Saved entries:
--- --- ---

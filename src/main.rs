use clap::Parser;
use std::path::Path;
use subway_sections::app::commands;
use subway_sections::utils::error::ErrorSeverity;
use subway_sections::utils::{logger, validation::Validate};
use subway_sections::{CliConfig, NetworkConfig};

#[tokio::main]
async fn main() -> anyhow::Result<()> {
    let config = CliConfig::parse();

    if let Err(e) = config.validate() {
        eprintln!("❌ {}", e.user_friendly_message());
        std::process::exit(1);
    }

    // A missing file starts an empty network, so the first `add-station --write` creates it.
    let network = if Path::new(&config.network).exists() {
        match NetworkConfig::from_file(&config.network) {
            Ok(network) => network,
            Err(e) => {
                eprintln!("❌ Failed to load network file '{}': {}", config.network, e);
                eprintln!("💡 Make sure the file exists and is valid TOML format");
                std::process::exit(1);
            }
        }
    } else {
        NetworkConfig::default()
    };

    if config.json_logs {
        logger::init_json_logger(config.verbose, network.log_level());
    } else {
        logger::init_cli_logger(config.verbose, network.log_level());
    }

    tracing::info!("Starting subway CLI with network {}", config.network);
    if config.verbose {
        tracing::debug!("CLI config: {:?}", config);
    }

    let rejection_status = config
        .rejection_status
        .unwrap_or(network.settings.rejection_status);

    let service = match network.build().await {
        Ok(service) => service,
        Err(e) => {
            tracing::error!("❌ Network validation failed: {}", e);
            tracing::error!("💡 Suggestion: {}", e.recovery_suggestion());
            eprintln!("❌ {}", e.user_friendly_message());
            std::process::exit(1);
        }
    };

    match commands::execute(&service, &config.command).await {
        Ok(output) => {
            if let Some(output) = output {
                println!("{}", serde_json::to_string_pretty(&output)?);
            }

            if config.write && config.command.is_mutation() {
                let mut settings = network.settings.clone();
                settings.rejection_status = rejection_status;
                NetworkConfig::snapshot(&service, settings)
                    .await?
                    .write_to_file(&config.network)?;
                tracing::info!("📁 Network saved to: {}", config.network);
            }
        }
        Err(e) => {
            let status = e.status_code(rejection_status);
            tracing::error!(
                "❌ Command failed: {} (Category: {:?}, Severity: {:?}, Status: {})",
                e,
                e.category(),
                e.severity(),
                status
            );
            tracing::error!("💡 Recovery suggestion: {}", e.recovery_suggestion());

            eprintln!("❌ [{}] {}", status, e.user_friendly_message());
            eprintln!("💡 {}", e.recovery_suggestion());

            let exit_code = match e.severity() {
                ErrorSeverity::Low => 0,
                ErrorSeverity::Medium => 2,
                ErrorSeverity::High => 1,
                ErrorSeverity::Critical => 3,
            };

            if exit_code > 0 {
                std::process::exit(exit_code);
            }
        }
    }

    Ok(())
}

--- --- ---

How to complete this task:
Your answer should consist of the lines above that hold the word "CliConfig", copied exactly.

Task result:
use subway_sections::{CliConfig, NetworkConfig};
    let config = CliConfig::parse();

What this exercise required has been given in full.